当時を振り返り、こう反省したS氏。10年間、朝から晩まで机に向かって漫画を描き続けて年収は150万円ほど。座り仕事のしすぎで頸椎椎間板ヘルニアを患ったことを機に、S氏は派遣の警備員の仕事を始めることにした。だが、不規則な勤務時間、重労働、危険と隣り合わせの職場、体育会系気質……警備員の仕事は世間的にはブラックな仕事とされている。何より目立つのは給与水準の低さだ。厚生労働省によれば、警備員の平均年収はどの年代も300万円前後。日本人の平均年収の約430万円と比べると、警備員という職業は間違いなく低収入の部類に入る。
S氏がなぜそのような仕事をあえて選んだかといえば、「ブラックで慢性的な人手不足の警備業なら、自分のようにまともな職歴が無い人間でも雇ってくれる」と思ったからだという。そしてS氏はこの採用面接で、自らの学歴を「高卒」と偽る履歴書を提出した。
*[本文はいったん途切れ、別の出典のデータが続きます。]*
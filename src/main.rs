//! Toolcache CLI
//!
//! Entry point for the `toolcache` command-line tool.

use std::fmt::Display;
use std::path::PathBuf;
use std::process;
use std::time::SystemTime;

use chrono::Utc;
use clap::{Parser, Subcommand};
use toolcache::format::{format_bytes, format_file_count};
use toolcache::logging::init_logging;
use toolcache::units::{parse_byte_size, parse_duration};
use toolcache::{
    CacheManager, CliOverrides, Confirm, EnvironmentFlags, Inventory, KindFilter, Prompt,
    PruneOptions, Settings, StatusReport,
};
use toolcache_toolchain::{SystemRunner, ToolchainEnv};

#[derive(Parser)]
#[command(name = "toolcache")]
#[command(about = "Inspect, clean and migrate toolchain build caches", version)]
struct Cli {
    /// Installation root (default: $GOENV_ROOT or ~/.goenv)
    #[arg(long, global = true)]
    root: Option<PathBuf>,

    /// Log progress to stderr
    #[arg(long, short = 'v', global = true)]
    verbose: bool,

    #[command(subcommand)]
    command: Commands,
}

#[derive(Subcommand)]
enum Commands {
    /// Show caches for every installed version
    Status {
        /// Output in JSON format
        #[arg(long)]
        json: bool,

        /// Skip exact file counting
        #[arg(long)]
        fast: bool,
    },

    /// Remove caches
    Clean {
        /// Cache kind: build, mod or all
        #[arg(default_value = "all")]
        kind: String,

        /// Only caches of this version
        #[arg(long)]
        version: Option<String>,

        /// Only legacy unqualified build caches
        #[arg(long)]
        old_format: bool,

        /// Keep the newest caches up to this size (e.g. 1GB)
        #[arg(long, value_name = "SIZE")]
        max_bytes: Option<String>,

        /// Only caches not modified within this duration (e.g. 30d)
        #[arg(long, value_name = "DURATION")]
        older_than: Option<String>,

        /// Show what would be removed
        #[arg(long, short = 'n')]
        dry_run: bool,

        /// Do not ask for confirmation
        #[arg(long, short = 'f')]
        force: bool,
    },

    /// Rename legacy build caches for the current platform
    Migrate {
        /// Do not ask for confirmation
        #[arg(long, short = 'f')]
        force: bool,

        /// Show what would be renamed
        #[arg(long, short = 'n')]
        dry_run: bool,
    },

    /// Show the native toolchain recorded for build caches
    Info {
        /// Only caches of this version
        version: Option<String>,

        /// Output in JSON format
        #[arg(long)]
        json: bool,
    },

    /// Show the cache name and fingerprint for the current environment
    Fingerprint {
        /// Write build.info into this version's matching cache
        #[arg(long, value_name = "VERSION")]
        record: Option<String>,

        /// Output in JSON format
        #[arg(long)]
        json: bool,
    },
}

fn main() {
    let cli = Cli::parse();
    init_logging(cli.verbose);

    let force = matches!(
        cli.command,
        Commands::Clean { force: true, .. } | Commands::Migrate { force: true, .. }
    );
    let overrides = CliOverrides {
        root: cli.root.clone(),
        force,
    };
    let settings = match Settings::resolve(|k| std::env::var(k).ok(), &overrides) {
        Ok(s) => s,
        Err(e) => exit_with("Configuration error", e),
    };
    let manager = CacheManager::new(settings, SystemRunner);

    match cli.command {
        Commands::Status { json, fast } => run_status(&manager, json, fast),
        Commands::Clean {
            kind,
            version,
            old_format,
            max_bytes,
            older_than,
            dry_run,
            force: _,
        } => {
            let options = match build_prune_options(
                &kind,
                version,
                old_format,
                max_bytes.as_deref(),
                older_than.as_deref(),
                dry_run,
            ) {
                Ok(o) => o,
                Err(e) => exit_with("Error", e),
            };
            run_clean(&manager, &options, cli.verbose);
        }
        Commands::Migrate { force: _, dry_run } => run_migrate(&manager, dry_run),
        Commands::Info { version, json } => run_info(&manager, version.as_deref(), json),
        Commands::Fingerprint { record, json } => run_fingerprint(&manager, record.as_deref(), json),
    }
}

fn exit_with(context: &str, err: impl Display) -> ! {
    eprintln!("{}: {}", context, err);
    process::exit(1);
}

fn print_json<T: serde::Serialize>(value: &T) {
    match serde_json::to_string_pretty(value) {
        Ok(json) => println!("{}", json),
        Err(e) => exit_with("Error serializing output", e),
    }
}

fn build_prune_options(
    kind: &str,
    version: Option<String>,
    old_format: bool,
    max_bytes: Option<&str>,
    older_than: Option<&str>,
    dry_run: bool,
) -> Result<PruneOptions, toolcache::CacheError> {
    let mut options = PruneOptions::default().with_kind(kind.parse::<KindFilter>()?);
    if let Some(v) = version {
        options = options.with_version(v);
    }
    if old_format {
        options = options.with_old_format_only();
    }
    if let Some(size) = max_bytes {
        options.max_retained_bytes = parse_byte_size(size)?;
    }
    if let Some(age) = older_than {
        options.max_age = parse_duration(age)?;
    }
    if dry_run {
        options = options.with_dry_run();
    }
    Ok(options)
}

fn run_status(manager: &CacheManager<SystemRunner>, json: bool, fast: bool) {
    let inventory = manager.status(fast);

    if json {
        let flags = EnvironmentFlags::detect(manager.runner());
        print_json(&StatusReport::new(&inventory, manager.host(), flags, Utc::now()));
        return;
    }

    if inventory.is_empty() {
        println!("No caches found under {}", manager.layout().root().display());
        return;
    }

    print_inventory(&inventory);

    let warnings = manager.validate(&inventory, SystemTime::now());
    if !warnings.is_empty() {
        println!();
        for warning in &warnings {
            println!("  ! {}", warning.message);
        }
    }
}

fn print_inventory(inventory: &Inventory) {
    for summary in inventory.by_version() {
        println!(
            "Go {} ({}, {} files)",
            summary.version,
            format_bytes(summary.size_bytes),
            format_file_count(summary.files)
        );
        for entry in inventory
            .entries
            .iter()
            .filter(|e| e.toolchain_version == summary.version)
        {
            println!(
                "  {:<5} {:<24} {:>10} {:>10} files",
                entry.kind.to_string(),
                entry.label(),
                format_bytes(entry.size_bytes),
                format_file_count(entry.files)
            );
        }
    }
    println!();
    println!(
        "Total: {} caches, {}, {} files",
        inventory.entries.len(),
        format_bytes(inventory.total_bytes),
        format_file_count(inventory.total_files)
    );
}

fn run_clean(manager: &CacheManager<SystemRunner>, options: &PruneOptions, verbose: bool) {
    let plan = match manager.plan_clean(options) {
        Ok(p) => p,
        Err(e) => exit_with("Error", e),
    };

    if plan.is_empty() {
        println!("No caches match the given filters.");
        return;
    }

    for entry in &plan.entries {
        if options.dry_run || verbose {
            println!(
                "  {} {} {} ({})",
                entry.toolchain_version,
                entry.kind,
                entry.label(),
                format_bytes(entry.size_bytes)
            );
        }
    }

    if options.dry_run {
        println!(
            "Would remove {} cache(s), reclaiming {}",
            plan.len(),
            format_bytes(plan.total_bytes)
        );
        return;
    }

    let prompt = Prompt::new(manager.settings().assume_yes);
    let question = format!(
        "Remove {} cache(s) ({})?",
        plan.len(),
        format_bytes(plan.total_bytes)
    );
    match prompt.confirm(&question) {
        Ok(true) => {}
        Ok(false) => {
            println!("Aborted.");
            return;
        }
        Err(e) => exit_with("Error", e),
    }

    let result = manager.execute_clean(&plan, false);
    println!(
        "Removed {} cache(s), reclaimed {}",
        result.caches_removed,
        format_bytes(result.bytes_reclaimed)
    );
    if !result.is_success() {
        eprintln!("Failed: {} cache(s)", result.errors.len());
        for err in &result.errors {
            eprintln!("  {}", err);
        }
        process::exit(1);
    }
}

fn run_migrate(manager: &CacheManager<SystemRunner>, dry_run: bool) {
    let tasks = manager.plan_migration();
    if tasks.is_empty() {
        println!("No old-format caches to migrate.");
        return;
    }

    let host = manager.host();
    for task in &tasks {
        println!("  {} -> {}", task.from.display(), task.to.display());
    }

    if !dry_run {
        let prompt = Prompt::new(manager.settings().assume_yes);
        let question = format!(
            "Migrate {} cache(s) to {}/{}?",
            tasks.len(),
            host.os,
            host.arch
        );
        match prompt.confirm(&question) {
            Ok(true) => {}
            Ok(false) => {
                println!("Aborted.");
                return;
            }
            Err(e) => exit_with("Error", e),
        }
    }

    let result = manager.migrate(dry_run);
    let verb = if dry_run { "Would migrate" } else { "Migrated" };
    println!("{} {} cache(s)", verb, result.caches_migrated);
    for skipped in &result.skipped {
        println!("  Skipped {} (destination exists)", skipped.display());
    }
    if !result.is_success() {
        for err in &result.errors {
            eprintln!("  {}", err);
        }
        process::exit(1);
    }
}

fn run_info(manager: &CacheManager<SystemRunner>, version: Option<&str>, json: bool) {
    let records = match manager.info(version) {
        Ok(r) => r,
        Err(e) => exit_with("Error", e),
    };

    if json {
        print_json(&records);
        return;
    }

    if records.is_empty() {
        println!("No build caches found.");
        return;
    }

    for record in &records {
        println!("Go {} {}", record.version, record.cache_dir);
        match (&record.build_info, &record.error) {
            (_, Some(err)) => println!("  error: {}", err),
            (Some(info), None) if info.uses_native_toolchain() => {
                println!("  CC:       {} {}", info.cc, info.cc_version);
                if !info.cxx.is_empty() {
                    println!("  CXX:      {} {}", info.cxx, info.cxx_version);
                }
                println!("  Hash:     {}", info.short_hash());
                println!("  Created:  {}", info.created.to_rfc3339());
            }
            (Some(_), None) => println!("  native toolchain: disabled"),
            (None, None) => println!("  no build info recorded"),
        }
    }
}

fn run_fingerprint(manager: &CacheManager<SystemRunner>, record: Option<&str>, json: bool) {
    let env = ToolchainEnv::from_process();
    let name = manager.cache_name_for(&env);
    let fingerprint = manager.fingerprint(&env);

    let recorded = match record {
        Some(version) => match manager.record_build_info(version, &env) {
            Ok(dir) => Some(dir),
            Err(e) => exit_with("Error", e),
        },
        None => None,
    };

    if json {
        print_json(&serde_json::json!({
            "cache_dir": name.encode(),
            "fingerprint": fingerprint,
            "recorded": recorded,
        }));
        return;
    }

    println!("Cache dir:    {}", name);
    println!(
        "Fingerprint:  {}",
        fingerprint.as_deref().unwrap_or("(none, native toolchain disabled)")
    );
    if let Some(dir) = recorded {
        println!("Recorded:     {}", dir.display());
    }
}

#[cfg(test)]
mod tests {
    use super::*;
    use std::time::Duration;

    #[test]
    fn test_cli_parses() {
        use clap::CommandFactory;
        Cli::command().debug_assert();
    }

    #[test]
    fn test_build_prune_options() {
        let options =
            build_prune_options("mod", Some("1.22.0".into()), false, Some("1GB"), Some("30d"), true)
                .unwrap();
        assert_eq!(options.kind, KindFilter::Module);
        assert_eq!(options.version.as_deref(), Some("1.22.0"));
        assert_eq!(options.max_retained_bytes, 1_073_741_824);
        assert_eq!(options.max_age, Duration::from_secs(30 * 86_400));
        assert!(options.dry_run);
    }

    #[test]
    fn test_build_prune_options_rejects_bad_input() {
        assert!(build_prune_options("objects", None, false, None, None, false).is_err());
        assert!(build_prune_options("all", None, false, Some("lots"), None, false).is_err());
        assert!(build_prune_options("all", None, false, None, Some("soon"), false).is_err());
    }
}
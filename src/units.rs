//! Human-friendly size and duration parsing for command-line filters

use std::time::Duration;

const KIB: f64 = 1024.0;

/// Errors parsing size or duration strings
#[derive(Debug, Clone, PartialEq, thiserror::Error)]
pub enum UnitError {
    #[error("empty {0}")]
    Empty(&'static str),

    #[error("invalid {kind} format: {input}")]
    Malformed { kind: &'static str, input: String },

    #[error("unknown unit in byte size: {0} (valid units: B, KB, MB, GB, TB)")]
    UnknownSizeUnit(String),

    #[error("unknown unit in duration: {0} (valid units: ns, us, ms, s, m, h, d, w)")]
    UnknownDurationUnit(String),
}

/// Parse a byte size such as `500MB`, `1.5G` or `4096`.
///
/// Units are 1024-based and case-insensitive; a bare number is bytes.
pub fn parse_byte_size(input: &str) -> Result<u64, UnitError> {
    let s = input.trim().to_ascii_uppercase();
    if s.is_empty() {
        return Err(UnitError::Empty("byte size"));
    }

    let (number, unit) = split_number(&s);
    let value: f64 = number.parse().map_err(|_| UnitError::Malformed {
        kind: "byte size",
        input: input.to_string(),
    })?;

    let multiplier = match unit.trim() {
        "" | "B" => 1.0,
        "K" | "KB" => KIB,
        "M" | "MB" => KIB * KIB,
        "G" | "GB" => KIB * KIB * KIB,
        "T" | "TB" => KIB * KIB * KIB * KIB,
        other => return Err(UnitError::UnknownSizeUnit(other.to_string())),
    };

    Ok((value * multiplier) as u64)
}

/// Parse a duration such as `30d`, `2w`, `1h30m` or `90s`.
///
/// Accepts `ns`, `us`/`µs`, `ms`, `s`, `m`, `h` plus `d`/`day`/`days` and
/// `w`/`week`/`weeks`. Groups may be chained.
pub fn parse_duration(input: &str) -> Result<Duration, UnitError> {
    let s = input.trim().to_lowercase();
    if s.is_empty() {
        return Err(UnitError::Empty("duration"));
    }

    let malformed = || UnitError::Malformed {
        kind: "duration",
        input: input.to_string(),
    };

    let mut total = 0.0_f64;
    let mut rest = s.as_str();
    while !rest.is_empty() {
        let (number, after) = split_number(rest);
        if number.is_empty() {
            return Err(malformed());
        }
        let value: f64 = number.parse().map_err(|_| malformed())?;

        let unit_len = after
            .find(|c: char| c.is_ascii_digit() || c == '.')
            .unwrap_or(after.len());
        let (unit, next) = after.split_at(unit_len);

        let nanos = match unit {
            "ns" => 1.0,
            "us" | "µs" => 1e3,
            "ms" => 1e6,
            "s" => 1e9,
            "m" => 60.0 * 1e9,
            "h" => 3_600.0 * 1e9,
            "d" | "day" | "days" => 86_400.0 * 1e9,
            "w" | "week" | "weeks" => 604_800.0 * 1e9,
            "" => return Err(malformed()),
            other => return Err(UnitError::UnknownDurationUnit(other.to_string())),
        };

        total += value * nanos;
        rest = next;
    }

    Ok(Duration::from_nanos(total.round() as u64))
}

/// Split a leading decimal number from its unit suffix.
fn split_number(s: &str) -> (&str, &str) {
    let end = s
        .find(|c: char| !(c.is_ascii_digit() || c == '.'))
        .unwrap_or(s.len());
    s.split_at(end)
}

#[cfg(test)]
mod tests {
    use super::*;

    #[test]
    fn test_parse_byte_size_units() {
        assert_eq!(parse_byte_size("4096").unwrap(), 4096);
        assert_eq!(parse_byte_size("1KB").unwrap(), 1024);
        assert_eq!(parse_byte_size("500mb").unwrap(), 500 * 1024 * 1024);
        assert_eq!(parse_byte_size("1GB").unwrap(), 1_073_741_824);
        assert_eq!(parse_byte_size("1.5G").unwrap(), 1_610_612_736);
        assert_eq!(parse_byte_size(" 2 T ").unwrap(), 2 * 1024_u64.pow(4));
    }

    #[test]
    fn test_parse_byte_size_errors() {
        assert_eq!(parse_byte_size(""), Err(UnitError::Empty("byte size")));
        assert!(matches!(parse_byte_size("GB"), Err(UnitError::Malformed { .. })));
        assert!(matches!(parse_byte_size("1.2.3G"), Err(UnitError::Malformed { .. })));
        assert_eq!(
            parse_byte_size("10PB"),
            Err(UnitError::UnknownSizeUnit("PB".to_string()))
        );
    }

    #[test]
    fn test_parse_duration_standard_units() {
        assert_eq!(parse_duration("24h").unwrap(), Duration::from_secs(86_400));
        assert_eq!(parse_duration("90s").unwrap(), Duration::from_secs(90));
        assert_eq!(parse_duration("1h30m").unwrap(), Duration::from_secs(5_400));
        assert_eq!(parse_duration("500ms").unwrap(), Duration::from_millis(500));
    }

    #[test]
    fn test_parse_duration_days_and_weeks() {
        assert_eq!(parse_duration("30d").unwrap(), Duration::from_secs(30 * 86_400));
        assert_eq!(parse_duration("1w").unwrap(), Duration::from_secs(604_800));
        assert_eq!(parse_duration("2weeks").unwrap(), Duration::from_secs(2 * 604_800));
        assert_eq!(parse_duration("1DAY").unwrap(), Duration::from_secs(86_400));
    }

    #[test]
    fn test_parse_duration_errors() {
        assert_eq!(parse_duration("  "), Err(UnitError::Empty("duration")));
        assert!(matches!(parse_duration("d"), Err(UnitError::Malformed { .. })));
        assert!(matches!(parse_duration("10"), Err(UnitError::Malformed { .. })));
        assert_eq!(
            parse_duration("3fortnights"),
            Err(UnitError::UnknownDurationUnit("fortnights".to_string()))
        );
    }
}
「東大まで出て警備員になろうとする人はめったにいないよね。学歴を知られると『こいつは社会性に致命的な問題があるんじゃないか』と思われるじゃない。それに、職場で東大卒の学歴をいじられるのも避けたかったしね。正直に言えば、東大まで出ていて30代後半の働き盛りに、警備員の仕事に応募していることに対する羞恥心もあった」
おそらく最後の理由が一番の本音なのだろう。いずれにしても「警備員になろうとするとき、東大卒の肩書きは不要どころか邪魔でしかなかった」そうだ。
その後、無事に警備員となったS氏の現在の年収は230万円。国税庁によれば40代前半の日本人男性の平均年収は約560万円だから、その半分以下だ。同世代の東大卒の平均年収とは比べるまでもないだろう(ちなみに、転職・就職のための情報プラットホーム『OpenWork』の運営会社が2019年に発表した「出身大学別30才年収ランキング」によれば、ランキングの1位は東京大学で年収810.9万円とされている)。
だが、たとえ給料は安くても、S氏は今の仕事に十分満足しているという。施設警備員の仕事はルーティン・ワークで、慣れてしまえばまったくエネルギーを使わずにこなせる。机にかじりついて血ヘドを吐きながら漫画を描いていた頃より、精神的にはずっと楽なのだそうだ。また、少人数で回しているから職場で人とあまり会わなくていい。自らを「コミュ障」という彼には、そんなところもありがたいのだった。